▸ Work required
A stretch of the entries below is to be set down exactly, running from the line with "Metrics, bearings: Bearings)" through the line with "Glyph::by_bearings(part, metrics(), Bearings::symmetric(10.0));", both included, and no other line.

Collected data entries:
((

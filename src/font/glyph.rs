//! Finished glyph records

use super::metrics::{Bearings, Metrics};
use crate::part::Part;
use serde::{Deserialize, Serialize};

/// A positioned outline with its advance width.
///
/// The outline's origin sits on the baseline at the left edge of the
/// advance, so `width` spans `0..width` horizontally.
#[derive(Debug, Clone, PartialEq, Serialize, Deserialize)]
pub struct Glyph {
    pub outline: Part,
    pub metrics: Metrics,
    pub bearings: Bearings,
    pub width: f64,
}

impl Glyph {
    /// Place `part` so its left extent sits at `bearings.left`.
    ///
    /// The part is read relative to its origin, whose y is the baseline.
    /// `width = left + outline extent + right`, where an empty outline has
    /// extent `0`.
    pub fn by_bearings(part: Part, metrics: Metrics, bearings: Bearings) -> Self {
        let shift = part.origin().to_vec2();
        let local = part.translate(-shift);
        let local = local.move_origin(-shift);
        let (outline, extent) = match local.bounding_box() {
            Some(rect) => (local.translate((bearings.left - rect.x0, 0.0)), rect.width()),
            None => (local, 0.0),
        };
        let width = bearings.left + extent + bearings.right;
        Self { outline, metrics, bearings, width }
    }

    /// Horizontal extent of the outline alone.
    pub fn outline_width(&self) -> f64 {
        self.outline.width()
    }
}

#[cfg(test)]
mod tests {
    use super::*;

    fn metrics() -> Metrics {
        Metrics { em: 1000.0, ascent: 800.0, descent: 200.0 }
    }

    #[test]
    fn width_adds_bearings_to_extent() {
        let part = Part::rect(300.0, 500.0).translate((-150.0, -500.0));
        let glyph = Glyph::by_bearings(part, metrics(), Bearings { left: 40.0, right: 60.0 });
        assert!((glyph.width - 400.0).abs() < 1e-9);
        let rect = glyph.outline.bounding_box().expect("outline");
        assert!((rect.x0 - 40.0).abs() < 1e-9);
        assert!((rect.y0 + 500.0).abs() < 1e-9);
    }

    #[test]
    fn origin_is_reset_to_the_baseline_left() {
        let part = Part::rect(100.0, 100.0).move_origin((30.0, 100.0));
        let glyph = Glyph::by_bearings(part, metrics(), Bearings::symmetric(10.0));
        assert_eq!(glyph.outline.origin(), kurbo::Point::ORIGIN);
        let rect = glyph.outline.bounding_box().expect("outline");
        assert!((rect.x0 - 10.0).abs() < 1e-9);
        assert!((rect.y1 - 0.0).abs() < 1e-9);
    }

    #[test]
    fn empty_outline_is_all_bearing() {
        let glyph = Glyph::by_bearings(Part::empty(), metrics(), Bearings::symmetric(25.0));
        assert_eq!(glyph.width, 50.0);
    }
}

))

▸ Answer section
    pub fn by_bearings(part: Part, metrics: Metrics, bearings: Bearings) -> Self {
        let shift = part.origin().to_vec2();
        let local = part.translate(-shift);
        let local = local.move_origin(-shift);
        let (outline, extent) = match local.bounding_box() {
            Some(rect) => (local.translate((bearings.left - rect.x0, 0.0)), rect.width()),
            None => (local, 0.0),
        };
        let width = bearings.left + extent + bearings.right;
        Self { outline, metrics, bearings, width }
    }

    /// Horizontal extent of the outline alone.
    pub fn outline_width(&self) -> f64 {
        self.outline.width()
    }
}

#[cfg(test)]
mod tests {
    use super::*;

    fn metrics() -> Metrics {
        Metrics { em: 1000.0, ascent: 800.0, descent: 200.0 }
    }

    #[test]
    fn width_adds_bearings_to_extent() {
        let part = Part::rect(300.0, 500.0).translate((-150.0, -500.0));
        let glyph = Glyph::by_bearings(part, metrics(), Bearings { left: 40.0, right: 60.0 });
        assert!((glyph.width - 400.0).abs() < 1e-9);
        let rect = glyph.outline.bounding_box().expect("outline");
        assert!((rect.x0 - 40.0).abs() < 1e-9);
        assert!((rect.y0 + 500.0).abs() < 1e-9);
    }

    #[test]
    fn origin_is_reset_to_the_baseline_left() {
        let part = Part::rect(100.0, 100.0).move_origin((30.0, 100.0));
        let glyph = Glyph::by_bearings(part, metrics(), Bearings::symmetric(10.0));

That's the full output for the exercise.